The introduction of modern science in colonial Bengal must be put in perspective. The native intellectuals were quick to take note of the introduction of modern science in colonial Bengal. They had two options: the first option was to convince themselves that the best products of modern science were already anticipated by what they considered to be the national philosophy of India, namely the Vedanta. Such effort aimed at internalising an alien system of knowledge on the one hand and exhibiting rational and empirical significance of the Vedantic thought which was treated at best as ethno-philosophical by the Western philosophical world, on the other. It is this concern that has been expressed in the works of Vivekananda, Aurobindo and many others. The second option was to build an indigenous tradition of modern science by establishing scientific institutions for pedagogy and research.

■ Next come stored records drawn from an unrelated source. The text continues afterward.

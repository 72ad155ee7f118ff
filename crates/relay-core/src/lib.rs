//! # relay-core
//!
//! The mailbox access layer behind the `relay` command:
//!
//! - **Vault**: account secrets encrypted at rest under a master key kept in
//!   the OS keyring (or a key file).
//! - **Accounts**: validated account records, kept in lockstep with their
//!   secrets.
//! - **Providers**: server and folder defaults for Gmail, Outlook, Yahoo and
//!   iCloud.
//! - **Sessions**: authenticated IMAP connections with timeouts and a
//!   single retry on transient failures.
//! - **Mailbox**: list, open, flag, move, trash and spam.
//! - **Search and threads**: local matching and grouping over fetched
//!   messages.

#![warn(missing_docs)]
#![warn(clippy::all)]
#![warn(clippy::pedantic)]
#![forbid(unsafe_code)]

pub mod account;
pub mod config;
mod context;
mod error;
pub mod mailbox;
pub mod provider;
pub mod search;
pub mod session;
pub mod storage;
pub mod thread;
pub mod vault;

pub use account::{Account, AccountRegistry, AccountRepository, AccountSpec};
pub use config::{KeyStoreKind, Settings};
pub use context::Relay;
pub use error::{Error, ErrorKind, Result};
pub use mailbox::{FlagOp, MailboxRepository, MessageDetail, MessageSummary};
pub use provider::{Endpoint, Folders, ProviderKind};
pub use search::{Field, Match, Searchable, search};
pub use session::{Connector, ConnectionHealth, Session, SessionManager, TlsConnector};
pub use thread::{Thread, group_threads};
pub use vault::{Secret, Vault};
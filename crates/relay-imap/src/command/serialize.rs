//! Wire encoding for command arguments.

use super::types::{FetchAttribute, SearchCriteria, StoreAction};

/// Command bytes split at synchronizing literals.
///
/// Every chunk but the last ends with `{n}\r\n`; the client must wait for a
/// `+` continuation before sending the next chunk.
#[derive(Debug, Default)]
pub struct Encoded {
    chunks: Vec<Vec<u8>>,
}

impl Encoded {
    pub(crate) fn new() -> Self {
        Self {
            chunks: vec![Vec::new()],
        }
    }

    /// Returns the chunks to send, in order.
    #[must_use]
    pub fn chunks(&self) -> &[Vec<u8>] {
        &self.chunks
    }

    /// Returns the whole command as one byte string, literals inlined.
    #[must_use]
    pub fn concat(&self) -> Vec<u8> {
        self.chunks.concat()
    }

    fn current(&mut self) -> &mut Vec<u8> {
        if self.chunks.is_empty() {
            self.chunks.push(Vec::new());
        }
        let last = self.chunks.len() - 1;
        &mut self.chunks[last]
    }

    pub(crate) fn push_str(&mut self, s: &str) {
        self.current().extend_from_slice(s.as_bytes());
    }

    pub(crate) fn push_byte(&mut self, b: u8) {
        self.current().push(b);
    }

    /// Writes an astring: a bare atom, a quoted string, or a literal.
    pub(crate) fn push_astring(&mut self, s: &str) {
        if needs_literal(s) {
            let header = format!("{{{}}}\r\n", s.len());
            self.push_str(&header);
            self.chunks.push(s.as_bytes().to_vec());
        } else if s.is_empty() || s.bytes().any(needs_quoting) {
            let buf = self.current();
            buf.push(b'"');
            for b in s.bytes() {
                if b == b'"' || b == b'\\' {
                    buf.push(b'\\');
                }
                buf.push(b);
            }
            buf.push(b'"');
        } else {
            self.push_str(s);
        }
    }

    pub(crate) fn push_fetch_attributes(&mut self, attrs: &[FetchAttribute]) {
        self.push_byte(b'(');
        for (i, attr) in attrs.iter().enumerate() {
            if i > 0 {
                self.push_byte(b' ');
            }
            match attr {
                FetchAttribute::Uid => self.push_str("UID"),
                FetchAttribute::Flags => self.push_str("FLAGS"),
                FetchAttribute::InternalDate => self.push_str("INTERNALDATE"),
                FetchAttribute::Rfc822Size => self.push_str("RFC822.SIZE"),
                FetchAttribute::BodyPeek { section, partial } => {
                    self.push_str("BODY.PEEK[");
                    self.push_str(section);
                    self.push_byte(b']');
                    if let Some((start, len)) = partial {
                        self.push_str(&format!("<{start}.{len}>"));
                    }
                }
            }
        }
        self.push_byte(b')');
    }

    pub(crate) fn push_search(&mut self, criteria: &SearchCriteria) {
        match criteria {
            SearchCriteria::All => self.push_str("ALL"),
            SearchCriteria::Unseen => self.push_str("UNSEEN"),
            SearchCriteria::Header(name, value) => {
                self.push_str("HEADER ");
                self.push_astring(name);
                self.push_byte(b' ');
                self.push_astring(value);
            }
        }
    }

    pub(crate) fn push_store(&mut self, action: &StoreAction, silent: bool) {
        let (prefix, flags) = match action {
            StoreAction::Add(f) => ("+FLAGS", f),
            StoreAction::Remove(f) => ("-FLAGS", f),
        };
        self.push_str(prefix);
        if silent {
            self.push_str(".SILENT");
        }
        self.push_str(" (");
        for (i, flag) in flags.iter().enumerate() {
            if i > 0 {
                self.push_byte(b' ');
            }
            self.push_str(flag.as_str());
        }
        self.push_byte(b')');
    }
}

/// Returns true if the byte cannot appear in a bare atom.
const fn needs_quoting(b: u8) -> bool {
    matches!(
        b,
        b' ' | b'"' | b'\\' | b'(' | b')' | b'{' | b'%' | b'*' | b']'
    ) || b < 0x20
        || b == 0x7F
}

/// Quoted strings cannot carry CR, LF, NUL or 8-bit bytes.
fn needs_literal(s: &str) -> bool {
    s.bytes().any(|b| b == b'\r' || b == b'\n' || b == 0 || b >= 0x80)
}
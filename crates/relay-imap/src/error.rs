//! Error types for the IMAP library.

use std::time::Duration;

use thiserror::Error;

use crate::types::ResponseCode;

/// Errors that can occur during IMAP operations.
#[derive(Debug, Error)]
pub enum Error {
    /// I/O error during network operations.
    #[error("I/O error: {0}")]
    Io(#[from] std::io::Error),

    /// TLS handshake or encryption error.
    #[error("TLS error: {0}")]
    Tls(#[from] rustls::Error),

    /// Invalid DNS name for TLS.
    #[error("Invalid DNS name: {0}")]
    InvalidDnsName(#[from] rustls::pki_types::InvalidDnsNameError),

    /// Protocol parsing error.
    #[error("Protocol error at position {position}: {message}")]
    Parse {
        /// Byte position where the error occurred.
        position: usize,
        /// Description of what went wrong.
        message: String,
    },

    /// The server rejected the supplied credentials.
    #[error("Authentication failed: {0}")]
    Auth(String),

    /// Server returned NO response.
    #[error("Server returned NO: {text}")]
    No {
        /// Response code attached to the completion, if any.
        code: Option<ResponseCode>,
        /// Human-readable server text.
        text: String,
    },

    /// Server returned BAD response.
    #[error("Server returned BAD: {0}")]
    Bad(String),

    /// Server sent BYE (disconnecting).
    #[error("Server sent BYE: {0}")]
    Bye(String),

    /// Operation timed out.
    #[error("Operation timed out after {0:?}")]
    Timeout(Duration),

    /// Command issued from a session state that does not allow it.
    #[error("Invalid state: {0}")]
    InvalidState(String),

    /// Protocol violation or unexpected data.
    #[error("Protocol error: {0}")]
    Protocol(String),
}

impl Error {
    /// Returns true when the failure is a network hiccup worth one retry.
    ///
    /// Resets, aborts, premature EOF and timeouts qualify. Server verdicts
    /// (NO/BAD/BYE), TLS failures and parse errors do not.
    #[must_use]
    pub fn is_transient(&self) -> bool {
        match self {
            Self::Io(err) => matches!(
                err.kind(),
                std::io::ErrorKind::ConnectionReset
                    | std::io::ErrorKind::ConnectionAborted
                    | std::io::ErrorKind::BrokenPipe
                    | std::io::ErrorKind::UnexpectedEof
                    | std::io::ErrorKind::TimedOut
                    | std::io::ErrorKind::Interrupted
            ),
            Self::Timeout(_) => true,
            _ => false,
        }
    }

    /// Returns true when the connection can no longer carry commands.
    #[must_use]
    pub const fn is_fatal(&self) -> bool {
        matches!(
            self,
            Self::Io(_) | Self::Tls(_) | Self::Timeout(_) | Self::Bye(_) | Self::Parse { .. }
        )
    }

    /// Returns the response code carried by a NO completion.
    #[must_use]
    pub const fn response_code(&self) -> Option<&ResponseCode> {
        match self {
            Self::No { code, .. } => code.as_ref(),
            _ => None,
        }
    }
}

/// Result type alias using our Error type.
pub type Result<T> = std::result::Result<T, Error>;
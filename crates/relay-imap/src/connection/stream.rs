//! TLS transport.

use std::sync::Arc;

use rustls::pki_types::ServerName;
use tokio::net::TcpStream;
use tokio_rustls::TlsConnector;
use tokio_rustls::client::TlsStream;

use crate::Result;

/// A TLS session over TCP, as used for implicit-TLS IMAP (port 993).
pub type ImapStream = TlsStream<TcpStream>;

/// Builds a TLS connector trusting the bundled web PKI roots.
#[must_use]
pub fn create_tls_connector() -> TlsConnector {
    let roots = rustls::RootCertStore {
        roots: webpki_roots::TLS_SERVER_ROOTS.to_vec(),
    };
    let config = rustls::ClientConfig::builder()
        .with_root_certificates(roots)
        .with_no_client_auth();
    TlsConnector::from(Arc::new(config))
}

/// Dials `host:port` and completes a TLS handshake for `host`.
///
/// # Errors
///
/// Returns [`crate::Error::InvalidDnsName`] for hosts that cannot be used as a
/// TLS server name, and [`crate::Error::Io`] for network or handshake failures.
pub async fn connect_tls(host: &str, port: u16) -> Result<ImapStream> {
    let server_name = ServerName::try_from(host.to_string())?;
    let tcp = TcpStream::connect((host, port)).await?;
    tcp.set_nodelay(true)?;
    tracing::debug!(host, port, "tcp connected, starting tls handshake");
    let tls = create_tls_connector().connect(server_name, tcp).await?;
    Ok(tls)
}
//! Settings.
//!
//! A JSON file under the config directory; every field has a default, so a
//! missing file or a partial one is fine.

use std::path::{Path, PathBuf};
use std::time::Duration;

use serde::{Deserialize, Serialize};
use tracing::debug;

use crate::error::{Error, Result};

/// Where the vault keeps its master key.
#[derive(Debug, Clone, Copy, Default, PartialEq, Eq, Serialize, Deserialize)]
#[serde(rename_all = "lowercase")]
pub enum KeyStoreKind {
    /// The OS secret service (Keychain, Credential Manager, Secret Service).
    #[default]
    Keyring,
    /// A 0600 key file in the data directory.
    File,
}

/// Runtime settings.
#[derive(Debug, Clone, PartialEq, Eq, Serialize, Deserialize)]
#[serde(default)]
pub struct Settings {
    /// Directory holding `relay.db` and, for the file key store, the key.
    pub data_dir: PathBuf,
    /// Master key location.
    pub key_store: KeyStoreKind,
    /// TCP connect plus TLS handshake limit.
    pub connect_timeout_secs: u64,
    /// Limit for each protocol command.
    pub io_timeout_secs: u64,
    /// Default number of messages to list.
    pub list_count: usize,
    /// How many recent messages a search looks at.
    pub search_window: usize,
    /// Snippet length in characters.
    pub snippet_length: usize,
}

impl Default for Settings {
    fn default() -> Self {
        Self {
            data_dir: dirs::data_dir()
                .unwrap_or_else(|| PathBuf::from("."))
                .join("relay"),
            key_store: KeyStoreKind::default(),
            connect_timeout_secs: 30,
            io_timeout_secs: 60,
            list_count: 20,
            search_window: 100,
            snippet_length: 200,
        }
    }
}

impl Settings {
    /// Loads settings from `$RELAY_CONFIG` or the default path, then applies
    /// `$RELAY_HOME`.
    ///
    /// # Errors
    ///
    /// Returns a configuration error if the file exists but is not valid JSON.
    pub fn load() -> Result<Self> {
        let path = std::env::var_os("RELAY_CONFIG")
            .map_or_else(Self::default_path, PathBuf::from);
        let mut settings = Self::load_from(&path)?;
        if let Some(home) = std::env::var_os("RELAY_HOME") {
            settings.data_dir = PathBuf::from(home);
        }
        Ok(settings)
    }

    /// Loads settings from `path`; a missing file yields defaults.
    ///
    /// # Errors
    ///
    /// Returns a configuration error for unreadable or malformed files.
    pub fn load_from(path: &Path) -> Result<Self> {
        if !path.exists() {
            debug!(path = %path.display(), "no settings file, using defaults");
            return Ok(Self::default());
        }
        let contents = std::fs::read_to_string(path)?;
        serde_json::from_str(&contents)
            .map_err(|e| Error::Configuration(format!("{}: {e}", path.display())))
    }

    /// `<config dir>/relay/config.json`.
    #[must_use]
    pub fn default_path() -> PathBuf {
        dirs::config_dir()
            .unwrap_or_else(|| PathBuf::from("."))
            .join("relay")
            .join("config.json")
    }

    /// Path of the SQLite database.
    #[must_use]
    pub fn database_path(&self) -> PathBuf {
        self.data_dir.join("relay.db")
    }

    /// Path of the key file used by [`KeyStoreKind::File`].
    #[must_use]
    pub fn key_file_path(&self) -> PathBuf {
        self.data_dir.join("master.key")
    }

    /// Connect timeout as a duration.
    #[must_use]
    pub const fn connect_timeout(&self) -> Duration {
        Duration::from_secs(self.connect_timeout_secs)
    }

    /// Per-command timeout as a duration.
    #[must_use]
    pub const fn io_timeout(&self) -> Duration {
        Duration::from_secs(self.io_timeout_secs)
    }
}
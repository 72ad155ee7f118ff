//! Command handlers.

mod account;
mod messages;

use std::process::ExitCode;

use relay_core::{Error, Relay, Session};
use tracing::warn;

use crate::cli::{Command, Location};

/// Runs one parsed command.
pub async fn run(relay: &Relay, command: Command) -> anyhow::Result<ExitCode> {
    match command {
        Command::Account(command) => account::run(relay, command).await,
        Command::Messages(command) => messages::run(relay, command).await,
    }
}

/// The account to use: the one given, or the only one registered.
async fn pick_account(relay: &Relay, requested: Option<String>) -> relay_core::Result<String> {
    if let Some(name) = requested {
        return Ok(name);
    }
    let mut accounts = relay.accounts().list().await?;
    match accounts.len() {
        1 => Ok(accounts.remove(0).name),
        0 => Err(Error::Configuration(
            "no accounts registered; run `relay account add` first".to_string(),
        )),
        n => Err(Error::Configuration(format!(
            "{n} accounts registered; choose one with --account"
        ))),
    }
}

/// Opens a session on the chosen account and folder.
async fn open(relay: &Relay, location: Location) -> relay_core::Result<Session> {
    let account = pick_account(relay, location.account).await?;
    relay
        .sessions()
        .open(&account, location.folder.as_deref())
        .await
}

/// Logs out, keeping the command's own result.
async fn finish<T>(session: Session, result: relay_core::Result<T>) -> relay_core::Result<T> {
    if let Err(e) = session.close().await {
        warn!(error = %e, "logout failed");
    }
    result
}
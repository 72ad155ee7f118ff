//! Process-wide wiring: one database, one vault, one registry.

use std::sync::Arc;

use tracing::debug;

use crate::account::{AccountRegistry, AccountRepository};
use crate::config::{KeyStoreKind, Settings};
use crate::error::Result;
use crate::session::{Connector, SessionManager, TlsConnector};
use crate::storage;
use crate::vault::{FileKeyStore, KeyStore, KeyringStore, Vault};

/// Everything a front end needs, built once at start-up.
#[derive(Debug, Clone)]
pub struct Relay {
    settings: Settings,
    registry: AccountRegistry,
    sessions: SessionManager,
}

impl Relay {
    /// Opens the database under the settings' data directory and connects
    /// over TLS.
    ///
    /// # Errors
    ///
    /// Returns a storage error if the database cannot be opened.
    pub async fn open(settings: Settings) -> Result<Self> {
        let keys: Arc<dyn KeyStore> = match settings.key_store {
            KeyStoreKind::Keyring => Arc::new(KeyringStore),
            KeyStoreKind::File => Arc::new(FileKeyStore::new(settings.key_file_path())),
        };
        let pool = storage::open(&settings.database_path()).await?;
        Self::assemble(settings, pool, keys, Arc::new(TlsConnector)).await
    }

    /// Builds the context from explicit parts.
    ///
    /// # Errors
    ///
    /// Returns a storage error if the schema cannot be created.
    pub async fn assemble(
        settings: Settings,
        pool: sqlx::SqlitePool,
        keys: Arc<dyn KeyStore>,
        connector: Arc<dyn Connector>,
    ) -> Result<Self> {
        let accounts = AccountRepository::new(pool.clone()).await?;
        let vault = Vault::new(pool, keys).await?;
        let registry = AccountRegistry::new(accounts, vault);
        let sessions = SessionManager::new(registry.clone(), connector, &settings);
        debug!(data_dir = %settings.data_dir.display(), "relay context ready");
        Ok(Self {
            settings,
            registry,
            sessions,
        })
    }

    /// Active settings.
    #[must_use]
    pub const fn settings(&self) -> &Settings {
        &self.settings
    }

    /// The account registry.
    #[must_use]
    pub const fn accounts(&self) -> &AccountRegistry {
        &self.registry
    }

    /// The session manager.
    #[must_use]
    pub const fn sessions(&self) -> &SessionManager {
        &self.sessions
    }
}
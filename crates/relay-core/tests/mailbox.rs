//! Mailbox repository against the fake server.

#![allow(clippy::unwrap_used)]

mod common;

use common::FakeServer;
use relay_core::{Error, FlagOp, MailboxRepository, group_threads, search};
use relay_imap::Flag;

fn mail(day: u32, id: &str, subject: &str, extra: &str, body: &str) -> String {
    format!(
        "From: Alice <alice@corp.example>\n\
         To: me@corp.example\n\
         Subject: {subject}\n\
         Date: {day:02} Jul 2024 10:00:00 +0000\n\
         Message-ID: {id}\n\
         {extra}\n{body}\n"
    )
}

const SLIDES: &str = "From: Carol <carol@corp.example>
To: me@corp.example
Subject: Slides
Date: Thu, 04 Jul 2024 10:00:00 +0000
Message-ID: <m4@corp.example>
MIME-Version: 1.0
Content-Type: multipart/mixed; boundary=\"XYZ\"

--XYZ
Content-Type: text/html; charset=utf-8

<p>See the <b>slides</b> attached.</p>
--XYZ
Content-Type: application/pdf; name=\"deck.pdf\"
Content-Disposition: attachment; filename=\"deck.pdf\"
Content-Transfer-Encoding: base64

SGVsbG8=
--XYZ--
";

/// Five messages in INBOX; 2 and 5 unread.
fn populated(capabilities: &[&'static str]) -> FakeServer {
    let server = FakeServer::new(capabilities);
    server.add(
        "INBOX",
        &mail(1, "<m1@corp.example>", "Meeting Notes", "", "Agenda attached."),
        true,
    );
    server.add(
        "INBOX",
        &mail(2, "<m2@corp.example>", "Lunch?", "", "Noon at the usual place?"),
        false,
    );
    server.add(
        "INBOX",
        &mail(
            3,
            "<m3@corp.example>",
            "Re: Meeting Notes",
            "In-Reply-To: <m1@corp.example>\nReferences: <m1@corp.example>\n",
            "Thanks for the notes.",
        ),
        true,
    );
    server.add("INBOX", SLIDES, true);
    server.add(
        "INBOX",
        &mail(
            5,
            "<m5@corp.example>",
            "Quarterly report",
            "",
            "Sounds good, see you then.\n\nOn Tue, 4 Jul 2024, Bob <bob@corp.example> wrote:\n> Shall we meet at noon?",
        ),
        false,
    );
    server
}

#[tokio::test]
async fn unread_list_is_filtered_before_the_limit() {
    let server = populated(&["MOVE", "UIDPLUS"]);
    let relay = common::relay(&server).await;
    let session = relay.sessions().open("work", None).await.unwrap();

    let unread = MailboxRepository::new(&session).list(2, true).await.unwrap();
    let uids: Vec<u32> = unread.iter().map(|m| m.uid).collect();
    assert_eq!(uids, vec![5, 2]);
    assert!(unread.iter().all(|m| m.unread));
    session.close().await.unwrap();
}

#[tokio::test]
async fn list_fetches_headers_and_snippets_only() {
    let server = populated(&["MOVE", "UIDPLUS"]);
    let relay = common::relay(&server).await;
    let session = relay.sessions().open("work", None).await.unwrap();

    let messages = MailboxRepository::new(&session)
        .with_snippet_length(10)
        .list(3, false)
        .await
        .unwrap();
    let uids: Vec<u32> = messages.iter().map(|m| m.uid).collect();
    assert_eq!(uids, vec![5, 4, 3]);

    let reply = &messages[2];
    assert_eq!(reply.subject, "Re: Meeting Notes");
    assert_eq!(reply.from[0].email, "alice@corp.example");
    assert_eq!(reply.from[0].name.as_deref(), Some("Alice"));
    assert_eq!(reply.references, vec!["<m1@corp.example>"]);
    assert_eq!(reply.snippet, "Thanks for...");
    assert!(!reply.unread);
    assert!(reply.timestamp.is_some());

    assert!(
        server
            .commands()
            .iter()
            .all(|c| !c.to_ascii_uppercase().contains("BODY.PEEK[]"))
    );
    session.close().await.unwrap();
}

#[tokio::test]
async fn open_converts_html_and_lists_attachments() {
    let server = populated(&["MOVE", "UIDPLUS"]);
    let relay = common::relay(&server).await;
    let session = relay.sessions().open("work", None).await.unwrap();
    let mailbox = MailboxRepository::new(&session);

    let slides = mailbox.open(4).await.unwrap();
    assert!(slides.html_derived);
    assert!(slides.body.contains("slides"));
    assert_eq!(slides.attachments.len(), 1);
    assert_eq!(slides.attachments[0].filename.as_deref(), Some("deck.pdf"));
    assert_eq!(slides.attachments[0].size, 5);
    assert_eq!(slides.thread_id, "<m4@corp.example>");

    let report = mailbox.open(5).await.unwrap();
    assert!(report.body.contains("> Shall we meet"));
    assert_eq!(report.body_without_quotes, "Sounds good, see you then.");
    assert!(report.summary.unread);
    assert_eq!(server.flags("INBOX", 5).unwrap(), Vec::<String>::new());

    session.close().await.unwrap();
}

#[tokio::test]
async fn open_unknown_uid() {
    let server = populated(&["MOVE", "UIDPLUS"]);
    let relay = common::relay(&server).await;
    let session = relay.sessions().open("work", None).await.unwrap();

    let err = MailboxRepository::new(&session).open(99).await.unwrap_err();
    assert!(matches!(err, Error::MessageNotFound { uid: 99, .. }));
    session.close().await.unwrap();
}

#[tokio::test]
async fn flag_changes_are_idempotent() {
    let server = populated(&["MOVE", "UIDPLUS"]);
    let relay = common::relay(&server).await;
    let session = relay.sessions().open("work", None).await.unwrap();
    let mailbox = MailboxRepository::new(&session);

    mailbox.mark(2, true).await.unwrap();
    mailbox.mark(2, true).await.unwrap();
    assert_eq!(server.flags("INBOX", 2).unwrap(), vec!["\\Seen"]);

    mailbox
        .set_flags(2, &[Flag::Flagged], FlagOp::Add)
        .await
        .unwrap();
    mailbox.mark(2, false).await.unwrap();
    mailbox.mark(2, false).await.unwrap();
    assert_eq!(server.flags("INBOX", 2).unwrap(), vec!["\\Flagged"]);

    let err = mailbox.mark(42, true).await.unwrap_err();
    assert!(matches!(err, Error::MessageNotFound { uid: 42, .. }));
    session.close().await.unwrap();
}

#[tokio::test]
async fn trash_with_move_returns_the_new_uid() {
    let server = populated(&["MOVE", "UIDPLUS"]);
    let relay = common::relay(&server).await;
    let session = relay.sessions().open("work", None).await.unwrap();
    let mailbox = MailboxRepository::new(&session);

    let new_uid = mailbox.trash(1).await.unwrap();
    assert_eq!(server.uids("Trash"), vec![new_uid]);
    assert_eq!(server.uids("INBOX"), vec![2, 3, 4, 5]);
    assert!(matches!(
        mailbox.open(1).await.unwrap_err(),
        Error::MessageNotFound { uid: 1, .. }
    ));
    assert!(server.commands().iter().any(|c| c.starts_with("UID MOVE")));
    session.close().await.unwrap();
}

#[tokio::test]
async fn move_without_extensions_falls_back_to_copy() {
    let server = populated(&[]);
    server.add("Junk", &mail(9, "<old@corp.example>", "Old spam", "", "x"), false);
    let relay = common::relay(&server).await;
    let session = relay.sessions().open("work", None).await.unwrap();
    let mailbox = MailboxRepository::new(&session);

    let new_uid = mailbox.spam(2).await.unwrap();
    assert_eq!(new_uid, 2);
    assert_eq!(server.uids("Junk"), vec![1, 2]);
    assert_eq!(server.uids("INBOX"), vec![1, 3, 4, 5]);

    let commands = server.commands();
    assert!(commands.iter().any(|c| c.starts_with("UID COPY")));
    assert!(commands.iter().any(|c| c == "EXPUNGE"));
    assert!(commands.iter().any(|c| c.starts_with("UID SEARCH HEADER")));

    // Back in INBOX afterwards.
    assert_eq!(mailbox.open(3).await.unwrap().summary.subject, "Re: Meeting Notes");
    session.close().await.unwrap();
}

#[tokio::test]
async fn move_to_missing_folder() {
    let server = populated(&["MOVE", "UIDPLUS"]);
    let relay = common::relay(&server).await;
    let session = relay.sessions().open("work", None).await.unwrap();

    let err = MailboxRepository::new(&session)
        .move_to(1, "Archive")
        .await
        .unwrap_err();
    assert!(matches!(err, Error::FolderNotFound(name) if name == "Archive"));
    assert_eq!(server.uids("INBOX"), vec![1, 2, 3, 4, 5]);
    session.close().await.unwrap();
}

#[tokio::test]
async fn search_and_threads_over_a_fetched_window() {
    let server = populated(&["MOVE", "UIDPLUS"]);
    let relay = common::relay(&server).await;
    let session = relay.sessions().open("work", None).await.unwrap();

    let window = MailboxRepository::new(&session).list(100, false).await.unwrap();
    let hits: Vec<u32> = search(&window, "meeting")
        .into_iter()
        .map(|m| m.candidate.uid)
        .collect();
    assert_eq!(hits, vec![3, 1]);

    let threads = group_threads(window);
    let meeting = threads
        .iter()
        .find(|t| t.id == "<m1@corp.example>")
        .unwrap();
    let uids: Vec<u32> = meeting.messages.iter().map(|m| m.uid).collect();
    assert_eq!(uids, vec![1, 3]);
    assert_eq!(threads[0].id, "<m5@corp.example>");
    session.close().await.unwrap();
}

The colonial government started building scientific organisations to use the knowledge generated by the institutions for gaining better understanding of the territory, climate, flora and fauna of the colony to administer the colony and perhaps exploit the resources in a more efficient manner. The first generation of nationalist scientists attempted to build scientific institutions and showed enthusiasm to embrace modernity. Modern science may be construed as an attempt to get closer to the colonial rulers. On the contrary, those who were suspicious of things Western or modern, including modern science, cannot be viewed as anti-science. Some of them at least perceived modern science as part of colonial dispensation and alien imposition. Such ambivalence towards modern science should be situated within the gamut of broader socioeconomic, politico-cultural and ideological factors.
No doubt, the Basu and Datta’s book is an important contribution to thought provoking questions within philosophy, history and sociology of science.
The authors do not suggest that there constitutes a binary between science and religion, between faith and reason. Nonetheless, inclination towards science itself is a severe attack on the sovereignty of religion.